As for Cristoforo Colombo, he was an irredeemably terrible human being who brought slavery back to Europe even though nobody was really asking for it (Ferdinand repeatedly ordered him to stop bringing natives back to Spain), abandoned many of his men, disfigured and executed many of the Spanish colonists for minor disagreements, used his mangled interpretation of the Christian Bible (or what little he knew of it) to justify his actions, and was generally a terrible human being in every essential way. While he was the first southern European to discover the Americas, and more crucially, the one to show how readily it could be exploited for profit (mostly sugar and molasses; having never actually landed on the continental Americas, he barely brought back enough gold or silver to cover the financing). His biggest legacy, other than accidentally stumbling onto Hispaniola and then managing to navigate his way back, was in the genesis of what would become the Triangle Trade.

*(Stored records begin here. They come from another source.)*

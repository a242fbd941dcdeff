//! Catalog Writer Adapter: the trait boundary to the catalog table that
//! tracks which region owns which key range.
//!
//! The real catalog table is out of scope for this crate; see the design
//! notes. `merge_regions` must be atomic: all three rows (delete A, delete
//! B, insert merged) are updated as one unit, or none are.

use std::collections::BTreeMap;
use std::sync::Mutex;

use crate::model::ids::EncodedName;
use crate::model::region::{MergedRegionDescriptor, RegionDescriptor};

#[derive(Clone, Debug, PartialEq, Eq)]
pub struct CatalogError(pub String);

impl std::fmt::Display for CatalogError {
    fn fmt(&self, f: &mut std::fmt::Formatter<'_>) -> std::fmt::Result {
        write!(f, "catalog error: {}", self.0)
    }
}

impl std::error::Error for CatalogError {}

/// Which data node originated a merge, recorded alongside the merged row
/// so the catalog can be audited after the fact.
#[derive(Clone, Debug, PartialEq, Eq)]
pub struct MergeOrigin {
    pub region_server: String,
}

/// The catalog operations the merge transaction needs.
///
/// # Invariants
/// - `merge_regions` is all-or-nothing: on success the merged row exists
///   and both parent rows are gone; on failure the catalog is unchanged.
/// - `has_merge_qualifier` reflects whether a prior (possibly abandoned)
///   merge attempt already recorded a qualifier against this region —
///   used by the preparer to refuse overlapping merge attempts.
pub trait CatalogClient {
    fn merge_regions(
        &self,
        merged: &MergedRegionDescriptor,
        a: &RegionDescriptor,
        b: &RegionDescriptor,
        origin: &MergeOrigin,
    ) -> Result<(), CatalogError>;

    fn has_merge_qualifier(&self, region: &EncodedName) -> Result<bool, CatalogError>;
}

/// An in-memory fake catalog for tests.
#[derive(Default)]
pub struct FakeCatalogClient {
    merge_qualifiers: Mutex<BTreeMap<String, bool>>,
    merged_rows: Mutex<Vec<MergedRegionDescriptor>>,
    /// When set, `merge_regions` fails with this message instead of
    /// succeeding — used to simulate a post-PONR catalog failure.
    pub fail_merge_with: Mutex<Option<String>>,
}

impl FakeCatalogClient {
    #[must_use]
    pub fn new() -> Self {
        Self {
            merge_qualifiers: Mutex::new(BTreeMap::new()),
            merged_rows: Mutex::new(Vec::new()),
            fail_merge_with: Mutex::new(None),
        }
    }

    pub fn mark_merge_qualifier(&self, region: &EncodedName) {
        #[allow(clippy::unwrap_used)]
        self.merge_qualifiers
            .lock()
            .unwrap()
            .insert(region.as_str().to_owned(), true);
    }

    #[must_use]
    pub fn merged_rows(&self) -> Vec<MergedRegionDescriptor> {
        #[allow(clippy::unwrap_used)]
        self.merged_rows.lock().unwrap().clone()
    }
}

impl CatalogClient for FakeCatalogClient {
    fn merge_regions(
        &self,
        merged: &MergedRegionDescriptor,
        _a: &RegionDescriptor,
        _b: &RegionDescriptor,
        _origin: &MergeOrigin,
    ) -> Result<(), CatalogError> {
        #[allow(clippy::unwrap_used)]
        if let Some(msg) = self.fail_merge_with.lock().unwrap().clone() {
            return Err(CatalogError(msg));
        }
        #[allow(clippy::unwrap_used)]
        self.merged_rows.lock().unwrap().push(merged.clone());
        Ok(())
    }

    fn has_merge_qualifier(&self, region: &EncodedName) -> Result<bool, CatalogError> {
        #[allow(clippy::unwrap_used)]
        Ok(self
            .merge_qualifiers
            .lock()
            .unwrap()
            .get(region.as_str())
            .copied()
            .unwrap_or(false))
    }
}

#[cfg(test)]
mod tests {
    use super::*;
    use crate::model::ids::{RegionId, TableName};
    use crate::model::region::RowKey;

    fn region(start: &[u8], end: &[u8], id: u64) -> RegionDescriptor {
        RegionDescriptor {
            table: TableName::new("t").unwrap(),
            start_key: RowKey::new(start.to_vec()),
            end_key: RowKey::new(end.to_vec()),
            region_id: RegionId::new(id),
            mergeable: true,
            families: Vec::new(),
        }
    }

    #[test]
    fn merge_regions_records_merged_row() {
        let catalog = FakeCatalogClient::new();
        let a = region(b"", b"m", 1);
        let b = region(b"m", b"", 2);
        let (merged, _) = MergedRegionDescriptor::derive(&a, &b, RegionId::new(3));
        let origin = MergeOrigin {
            region_server: "rs1".to_owned(),
        };
        catalog.merge_regions(&merged, &a, &b, &origin).unwrap();
        assert_eq!(catalog.merged_rows(), vec![merged]);
    }

    #[test]
    fn merge_qualifier_defaults_to_false() {
        let catalog = FakeCatalogClient::new();
        let encoded = EncodedName::derive(&TableName::new("t").unwrap(), b"m", RegionId::new(1));
        assert_eq!(catalog.has_merge_qualifier(&encoded), Ok(false));
    }

    #[test]
    fn forced_failure_propagates() {
        let catalog = FakeCatalogClient::new();
        #[allow(clippy::unwrap_used)]
        {
            *catalog.fail_merge_with.lock().unwrap() = Some("disk full".to_owned());
        }
        let a = region(b"", b"m", 1);
        let b = region(b"m", b"", 2);
        let (merged, _) = MergedRegionDescriptor::derive(&a, &b, RegionId::new(3));
        let origin = MergeOrigin {
            region_server: "rs1".to_owned(),
        };
        let err = catalog.merge_regions(&merged, &a, &b, &origin).unwrap_err();
        assert_eq!(err.0, "disk full");
    }
}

This is not only far from “…the most significant thing to happen in our human species”, it is essentially all of the worst of human impulses somehow jammed into one contemptible figure who by dint of good posthumous PR mostly by American Puritans became a celebrated figure of a grand and largely fabricated mythology. The (re-)discovery of the Americas was essentially inevitable (as was the apocalyptic plague that happened due to wide contact between Europeans and the American Natives), and the plunder of riches and resources a natural consequence of human conquest, but its significance is overstated by people who proclaimed that Pax Americana was “The End of History”, as I’m sure the Qing, Macedonians, Mongols, Romans, et cetera believed as well.